それでもなお、どこかで「こんなふうに暮らしてみたい」と思ってしまう。
その矛盾こそが、この住まいの持つ引力なのかもしれない。

 

 

物との濃密な関係を築く「二生もの、三生もの」を選ぶ覚悟

織田邸には、世界中から集められた不朽の名作から比較的最近のアイテムまで、

時間の層が折り重なるように共存している。

名作家具やプリミティブなアイテム、選び抜かれた日用品の数々。
それらは単なるコレクションではない。
「研究用に集めた収蔵品を自分の生活の中で実際に使いたかった」と語るように、

すべてが日常の中で息づいている。

 

そして、その物たちを「あるべきところに」戻し、常に美しく保つための手入れを惜しまない。
まさに「使われるための美」。
この姿勢は、私たちが陥りがちな「流行・安いから」と安易に物を手に入れ、すぐに手放してしまう消費行動への問いかけのように感じられた。

 

織田氏は、家具についてこう語っている。
「二生もの、三生もの」「良いものは人に振る舞いを要求します」という言葉は、まさにその通りだと思う。
少々無理をしてでも良い物を選び、それを修理しながら長く愛用する。
そうすることで、物との間に濃密な関係が生まれ、結果として環境にも優しい選択となる。

これは、せわしない日々の中でも意識して取り入れたい、持続可能な暮らしのヒントではないでしょうか。

 

そしてこの“長い時を前提にした選択”こそが、

新品には出せない、滲み出る静かな説得力となり、空間に深みを与えているのだと思う。

 

 

空間を整え、心を整える

織田邸のもう一つの特徴は、数多くの物があるにもかかわらず、一切の雑然さを感じさせない空間の美しさにあるように思う。

 

「部屋の中が乱れていると、精神状態まで乱れてくるような気がします。

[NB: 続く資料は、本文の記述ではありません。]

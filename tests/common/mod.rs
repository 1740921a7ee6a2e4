#![allow(dead_code)]

use async_trait::async_trait;
use cert_expiry_bot::checks::ExpiryLookup;
use cert_expiry_bot::models::{ErrorKind, ExpiryResult};
use chrono::{DateTime, TimeZone, Utc};
use rustls::pki_types::{CertificateDer, PrivateKeyDer, PrivatePkcs8KeyDer};
use rustls::RootCertStore;
use std::collections::HashMap;
use std::net::SocketAddr;
use std::sync::atomic::{AtomicUsize, Ordering};
use std::sync::{Arc, Mutex};
use std::time::Duration;
use tokio::io::AsyncReadExt;
use tokio::net::{TcpListener, TcpStream};

pub const ROOT_DER: &[u8] = include_bytes!("../fixtures/root.der");
pub const INTERMEDIATE_DER: &[u8] = include_bytes!("../fixtures/intermediate.der");
pub const LEAF_DER: &[u8] = include_bytes!("../fixtures/leaf.der");
pub const LEAF_KEY_DER: &[u8] = include_bytes!("../fixtures/leaf.key.der");

/// notAfter of the fixture intermediate, the earliest in the served chain
pub fn intermediate_not_after() -> DateTime<Utc> {
    Utc.with_ymd_and_hms(2036, 6, 1, 0, 0, 0).unwrap()
}

pub fn leaf_not_after() -> DateTime<Utc> {
    Utc.with_ymd_and_hms(2040, 1, 1, 0, 0, 0).unwrap()
}

pub fn root_not_after() -> DateTime<Utc> {
    Utc.with_ymd_and_hms(2045, 1, 1, 0, 0, 0).unwrap()
}

/// Trust store holding only the fixture root
pub fn fixture_roots() -> RootCertStore {
    let mut roots = RootCertStore::empty();
    roots
        .add(CertificateDer::from(ROOT_DER.to_vec()))
        .expect("fixture root is a valid trust anchor");
    roots
}

/// TLS server on 127.0.0.1 presenting leaf + intermediate
pub async fn spawn_tls_server() -> SocketAddr {
    let _ = rustls::crypto::ring::default_provider().install_default();

    let chain = vec![
        CertificateDer::from(LEAF_DER.to_vec()),
        CertificateDer::from(INTERMEDIATE_DER.to_vec()),
    ];
    let key = PrivateKeyDer::Pkcs8(PrivatePkcs8KeyDer::from(LEAF_KEY_DER.to_vec()));
    let config = rustls::ServerConfig::builder()
        .with_no_client_auth()
        .with_single_cert(chain, key)
        .expect("fixture server config");
    let acceptor = tokio_rustls::TlsAcceptor::from(Arc::new(config));

    let listener = TcpListener::bind("127.0.0.1:0").await.unwrap();
    let addr = listener.local_addr().unwrap();
    tokio::spawn(async move {
        while let Ok((stream, _)) = listener.accept().await {
            let acceptor = acceptor.clone();
            tokio::spawn(async move {
                if let Ok(mut tls) = acceptor.accept(stream).await {
                    let mut buf = [0u8; 256];
                    let _ = tls.read(&mut buf).await;
                }
            });
        }
    });
    addr
}

/// Accepts TCP connections and never says a word
pub async fn spawn_silent_server() -> SocketAddr {
    let listener = TcpListener::bind("127.0.0.1:0").await.unwrap();
    let addr = listener.local_addr().unwrap();
    tokio::spawn(async move {
        let mut held: Vec<TcpStream> = Vec::new();
        while let Ok((stream, _)) = listener.accept().await {
            held.push(stream);
        }
    });
    addr
}

/// A loopback port with nothing listening on it
pub async fn closed_port() -> SocketAddr {
    let listener = TcpListener::bind("127.0.0.1:0").await.unwrap();
    let addr = listener.local_addr().unwrap();
    drop(listener);
    addr
}

/// Scripted resolver for aggregator and dispatcher tests
#[derive(Default)]
pub struct FakeLookup {
    results: HashMap<String, ExpiryResult>,
    delays: HashMap<String, Duration>,
    panics: Vec<String>,
    calls: AtomicUsize,
    seen: Mutex<Vec<String>>,
}

impl FakeLookup {
    pub fn new() -> Self {
        Self::default()
    }

    pub fn expires(mut self, host: &str, at: DateTime<Utc>) -> Self {
        self.results
            .insert(host.to_string(), ExpiryResult::Expires(at));
        self
    }

    pub fn fails(mut self, host: &str, kind: ErrorKind) -> Self {
        self.results
            .insert(host.to_string(), ExpiryResult::Failed(kind));
        self
    }

    pub fn delayed(mut self, host: &str, delay: Duration) -> Self {
        self.delays.insert(host.to_string(), delay);
        self
    }

    pub fn panics_on(mut self, host: &str) -> Self {
        self.panics.push(host.to_string());
        self
    }

    pub fn calls(&self) -> usize {
        self.calls.load(Ordering::SeqCst)
    }

    pub fn seen(&self) -> Vec<String> {
        self.seen.lock().unwrap().clone()
    }
}

#[async_trait]
impl ExpiryLookup for FakeLookup {
    async fn resolve(&self, host: &str) -> ExpiryResult {
        self.calls.fetch_add(1, Ordering::SeqCst);
        self.seen.lock().unwrap().push(host.to_string());
        if let Some(delay) = self.delays.get(host) {
            tokio::time::sleep(*delay).await;
        }
        if self.panics.iter().any(|h| h == host) {
            panic!("scripted failure for {}", host);
        }
        self.results
            .get(host)
            .cloned()
            .unwrap_or(ExpiryResult::Failed(ErrorKind::NoSuchHost))
    }
}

僕は、あるべきところにものがあることが一番落ち着くんです」という言葉に、深く共感した。
帰宅した時に散らかった部屋を見、自分にがっかりし、軽く落ち込む経験を何度してきただろう。

 

多くの物に囲まれていながらも雑然さを感じさせないのは、すべての物に居場所が与えられ、

常に「スタンバイの状態」で整えられているから。

疲れて帰宅したとき、物理的な空間が整っていることは、そのまま心のゆとりへと直結する。

とはいえ、わかってはいてもなかなかできないのが現実。

掃除をする・整える・配置を考える
それは決して難しい特別な行為ではない。わかっている。
だが、織田邸のようにここまで丁寧に行われると、それは時間と意識を要するという意味で、

現代における贅沢だとも思えてくるほどだ。

 

わたしは完璧を目指すのではなく、まずは「使ったら戻す」という小さな一歩から始めよう。
できることからこつこつと。
そうすることで、物理的な空間だけでなく、心の空間にもゆとりが生まれると信じて。

 

 

未来の自分への贈り物

織田邸の魅力は、特別な豪華さではない。
むしろ、選び抜かれたものだけが静かに存在する、抑制された豊かさにあるように思える。
織田邸の暮らしは、決して特別なことではない。
むしろ、日々の営みの中にこそ「本質的な豊かさ」が宿ることを教えてくれる。

自然豊かな環境で、お気に入りの物に囲まれ、丁寧に手を動かす。

その一つ一つが、私たち現代人が忘れがちな、人間らしい暮らしの原点なのではないだろうか。

 

選び、使い、手入れし、積み重ねる。
その繰り返しの先にだけ現れる、ゆっくりと熟成された“暮らしの美”。

 

キャリアや結婚、子育てなど、人生の大きな転機を迎えることが多い30代。
そんな中で、自分らしい「丁寧な暮らし」の形を見つけることは、これからの人生を豊かにするための投資になるのかもしれない。

織田邸の暮らしから得たヒントを胸に、私も今日から少しずつ「丁寧な暮らし」を実践していきたい。

それはきっと、未来の自分への、素晴らしい贈り物になるはずだから。